Task to complete =
Retype each line of the listing below, from the first through the one holding "use std::fmt;", with no other lines.
*** Begin section ***
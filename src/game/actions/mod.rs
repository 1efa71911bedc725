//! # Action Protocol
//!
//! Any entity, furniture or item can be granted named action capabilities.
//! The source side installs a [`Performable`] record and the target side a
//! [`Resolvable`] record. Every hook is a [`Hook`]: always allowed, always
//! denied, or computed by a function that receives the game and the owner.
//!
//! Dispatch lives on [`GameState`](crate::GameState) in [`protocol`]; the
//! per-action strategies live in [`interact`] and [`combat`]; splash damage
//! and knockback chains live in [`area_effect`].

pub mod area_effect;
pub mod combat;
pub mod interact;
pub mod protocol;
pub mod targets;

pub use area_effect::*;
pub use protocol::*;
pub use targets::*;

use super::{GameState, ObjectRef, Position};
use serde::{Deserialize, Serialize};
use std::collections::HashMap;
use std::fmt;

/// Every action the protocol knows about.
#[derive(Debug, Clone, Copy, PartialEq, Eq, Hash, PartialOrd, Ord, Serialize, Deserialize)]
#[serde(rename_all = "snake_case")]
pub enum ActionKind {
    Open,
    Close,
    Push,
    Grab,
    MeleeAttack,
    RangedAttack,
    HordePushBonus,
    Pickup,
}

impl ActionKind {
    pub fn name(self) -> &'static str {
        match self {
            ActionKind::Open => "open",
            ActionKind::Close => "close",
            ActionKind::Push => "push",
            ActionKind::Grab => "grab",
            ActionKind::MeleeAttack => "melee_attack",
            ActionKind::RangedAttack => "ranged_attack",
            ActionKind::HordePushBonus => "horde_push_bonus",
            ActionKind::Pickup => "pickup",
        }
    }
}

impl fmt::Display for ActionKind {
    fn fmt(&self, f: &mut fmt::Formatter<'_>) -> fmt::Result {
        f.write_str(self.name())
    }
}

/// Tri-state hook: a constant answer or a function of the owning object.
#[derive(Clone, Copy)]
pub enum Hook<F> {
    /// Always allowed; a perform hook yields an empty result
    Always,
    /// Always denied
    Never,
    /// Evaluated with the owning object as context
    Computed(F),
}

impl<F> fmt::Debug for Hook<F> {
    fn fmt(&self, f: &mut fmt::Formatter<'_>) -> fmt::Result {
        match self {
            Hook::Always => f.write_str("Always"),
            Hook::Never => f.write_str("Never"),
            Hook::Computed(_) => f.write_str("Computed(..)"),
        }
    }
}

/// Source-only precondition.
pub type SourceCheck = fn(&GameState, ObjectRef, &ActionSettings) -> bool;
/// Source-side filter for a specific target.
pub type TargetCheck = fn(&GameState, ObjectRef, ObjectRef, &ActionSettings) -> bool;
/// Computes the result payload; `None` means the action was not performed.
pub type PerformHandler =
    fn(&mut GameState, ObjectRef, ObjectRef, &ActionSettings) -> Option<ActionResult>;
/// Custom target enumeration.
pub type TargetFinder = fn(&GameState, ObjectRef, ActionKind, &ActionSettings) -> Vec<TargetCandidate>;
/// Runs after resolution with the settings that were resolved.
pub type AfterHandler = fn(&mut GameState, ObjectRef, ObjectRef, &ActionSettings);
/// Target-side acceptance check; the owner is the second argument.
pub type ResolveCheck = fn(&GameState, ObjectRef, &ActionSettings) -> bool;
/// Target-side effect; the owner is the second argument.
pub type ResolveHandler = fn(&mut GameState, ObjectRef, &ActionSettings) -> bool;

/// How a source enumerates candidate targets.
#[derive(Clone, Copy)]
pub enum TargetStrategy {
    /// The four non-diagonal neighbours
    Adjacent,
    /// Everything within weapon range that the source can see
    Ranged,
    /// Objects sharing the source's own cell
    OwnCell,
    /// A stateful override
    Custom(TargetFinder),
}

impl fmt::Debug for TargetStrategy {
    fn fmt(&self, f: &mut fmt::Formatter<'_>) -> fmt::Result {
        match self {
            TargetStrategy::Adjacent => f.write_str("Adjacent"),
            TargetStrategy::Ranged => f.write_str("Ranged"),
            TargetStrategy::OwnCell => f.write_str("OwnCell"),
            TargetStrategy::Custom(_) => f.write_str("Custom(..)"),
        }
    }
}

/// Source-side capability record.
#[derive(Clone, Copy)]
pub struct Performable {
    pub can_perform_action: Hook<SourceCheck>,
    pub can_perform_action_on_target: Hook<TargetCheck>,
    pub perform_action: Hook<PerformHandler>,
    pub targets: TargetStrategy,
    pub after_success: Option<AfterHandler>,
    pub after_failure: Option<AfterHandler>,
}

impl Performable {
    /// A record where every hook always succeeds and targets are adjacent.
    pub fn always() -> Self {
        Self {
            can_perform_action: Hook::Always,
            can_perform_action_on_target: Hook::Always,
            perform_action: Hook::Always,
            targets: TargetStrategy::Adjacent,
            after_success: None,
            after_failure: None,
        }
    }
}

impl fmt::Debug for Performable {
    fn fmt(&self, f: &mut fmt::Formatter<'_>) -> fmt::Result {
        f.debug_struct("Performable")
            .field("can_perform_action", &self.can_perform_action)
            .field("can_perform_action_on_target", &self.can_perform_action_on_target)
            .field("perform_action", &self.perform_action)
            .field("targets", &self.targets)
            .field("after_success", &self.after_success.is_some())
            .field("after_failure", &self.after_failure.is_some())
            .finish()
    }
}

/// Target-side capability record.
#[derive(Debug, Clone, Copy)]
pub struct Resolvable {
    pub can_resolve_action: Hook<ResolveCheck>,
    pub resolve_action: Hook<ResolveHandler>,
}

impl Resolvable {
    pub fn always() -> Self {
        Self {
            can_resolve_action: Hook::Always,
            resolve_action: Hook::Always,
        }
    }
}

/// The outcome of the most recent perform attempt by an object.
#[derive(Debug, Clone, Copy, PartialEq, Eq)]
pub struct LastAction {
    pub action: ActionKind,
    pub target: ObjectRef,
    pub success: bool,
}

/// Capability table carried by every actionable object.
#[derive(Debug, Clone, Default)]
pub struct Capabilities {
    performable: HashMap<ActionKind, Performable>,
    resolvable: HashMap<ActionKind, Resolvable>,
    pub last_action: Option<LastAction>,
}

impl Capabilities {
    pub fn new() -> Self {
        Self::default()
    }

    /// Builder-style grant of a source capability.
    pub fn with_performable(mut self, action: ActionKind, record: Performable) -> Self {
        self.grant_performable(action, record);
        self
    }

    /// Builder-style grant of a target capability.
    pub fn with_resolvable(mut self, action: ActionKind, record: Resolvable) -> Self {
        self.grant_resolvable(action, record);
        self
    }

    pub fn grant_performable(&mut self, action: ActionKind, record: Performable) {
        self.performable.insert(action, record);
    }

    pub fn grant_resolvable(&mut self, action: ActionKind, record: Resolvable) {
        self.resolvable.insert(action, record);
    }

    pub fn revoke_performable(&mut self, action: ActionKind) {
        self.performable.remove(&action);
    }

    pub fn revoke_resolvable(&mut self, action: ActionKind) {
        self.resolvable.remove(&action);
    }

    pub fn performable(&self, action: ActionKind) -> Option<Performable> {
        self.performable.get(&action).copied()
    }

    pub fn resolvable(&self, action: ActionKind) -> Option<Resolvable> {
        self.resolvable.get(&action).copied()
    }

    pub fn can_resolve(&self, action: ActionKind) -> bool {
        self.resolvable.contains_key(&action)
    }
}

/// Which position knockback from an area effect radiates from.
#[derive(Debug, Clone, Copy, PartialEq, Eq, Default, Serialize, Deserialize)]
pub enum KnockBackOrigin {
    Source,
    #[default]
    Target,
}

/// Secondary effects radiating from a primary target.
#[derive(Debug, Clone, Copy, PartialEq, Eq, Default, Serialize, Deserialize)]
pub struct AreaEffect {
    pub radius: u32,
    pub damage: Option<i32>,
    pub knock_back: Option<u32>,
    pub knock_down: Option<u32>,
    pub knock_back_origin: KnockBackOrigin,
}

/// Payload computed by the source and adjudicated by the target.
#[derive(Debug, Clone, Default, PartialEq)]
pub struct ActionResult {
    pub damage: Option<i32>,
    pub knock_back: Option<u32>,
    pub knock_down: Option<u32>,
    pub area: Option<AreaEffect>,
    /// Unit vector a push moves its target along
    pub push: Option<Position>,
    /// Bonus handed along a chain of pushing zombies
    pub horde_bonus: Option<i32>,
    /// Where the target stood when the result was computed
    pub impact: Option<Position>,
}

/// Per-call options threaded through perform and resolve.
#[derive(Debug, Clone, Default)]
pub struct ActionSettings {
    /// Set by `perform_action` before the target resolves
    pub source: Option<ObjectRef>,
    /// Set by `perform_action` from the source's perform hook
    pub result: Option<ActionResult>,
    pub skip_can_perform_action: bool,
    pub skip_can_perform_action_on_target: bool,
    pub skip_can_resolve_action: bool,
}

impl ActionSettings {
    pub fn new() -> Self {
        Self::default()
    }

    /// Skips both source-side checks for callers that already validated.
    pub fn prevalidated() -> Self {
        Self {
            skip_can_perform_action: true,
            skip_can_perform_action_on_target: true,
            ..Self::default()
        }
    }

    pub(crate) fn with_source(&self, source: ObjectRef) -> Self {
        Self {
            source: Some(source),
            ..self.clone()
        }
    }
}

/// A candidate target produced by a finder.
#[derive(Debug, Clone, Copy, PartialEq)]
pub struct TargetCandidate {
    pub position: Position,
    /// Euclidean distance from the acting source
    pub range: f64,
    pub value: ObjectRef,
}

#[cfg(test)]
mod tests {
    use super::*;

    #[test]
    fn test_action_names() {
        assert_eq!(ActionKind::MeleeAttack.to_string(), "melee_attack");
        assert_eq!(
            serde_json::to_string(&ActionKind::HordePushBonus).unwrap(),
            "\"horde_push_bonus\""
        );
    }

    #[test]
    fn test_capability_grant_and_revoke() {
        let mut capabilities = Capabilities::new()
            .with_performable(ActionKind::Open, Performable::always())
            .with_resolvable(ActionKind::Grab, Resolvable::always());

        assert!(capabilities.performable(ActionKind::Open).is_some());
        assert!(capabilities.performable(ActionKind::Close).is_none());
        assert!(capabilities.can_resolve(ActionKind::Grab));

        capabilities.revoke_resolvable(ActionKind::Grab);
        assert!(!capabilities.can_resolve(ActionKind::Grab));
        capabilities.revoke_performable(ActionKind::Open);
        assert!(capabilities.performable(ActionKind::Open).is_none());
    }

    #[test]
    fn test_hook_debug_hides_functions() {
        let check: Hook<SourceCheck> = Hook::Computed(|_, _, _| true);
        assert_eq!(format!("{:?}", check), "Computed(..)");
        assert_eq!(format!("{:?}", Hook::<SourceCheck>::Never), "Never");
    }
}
*** End section ***
Task answer =
filename src/game/actions/mod.rs
repository 1efa71911bedc725
//! # Action Protocol
//!
//! Any entity, furniture or item can be granted named action capabilities.
//! The source side installs a [`Performable`] record and the target side a
//! [`Resolvable`] record. Every hook is a [`Hook`]: always allowed, always
//! denied, or computed by a function that receives the game and the owner.
//!
//! Dispatch lives on [`GameState`](crate::GameState) in [`protocol`]; the
//! per-action strategies live in [`interact`] and [`combat`]; splash damage
//! and knockback chains live in [`area_effect`].

pub mod area_effect;
pub mod combat;
pub mod interact;
pub mod protocol;
pub mod targets;

pub use area_effect::*;
pub use protocol::*;
pub use targets::*;

use super::{GameState, ObjectRef, Position};
use serde::{Deserialize, Serialize};
use std::collections::HashMap;
use std::fmt;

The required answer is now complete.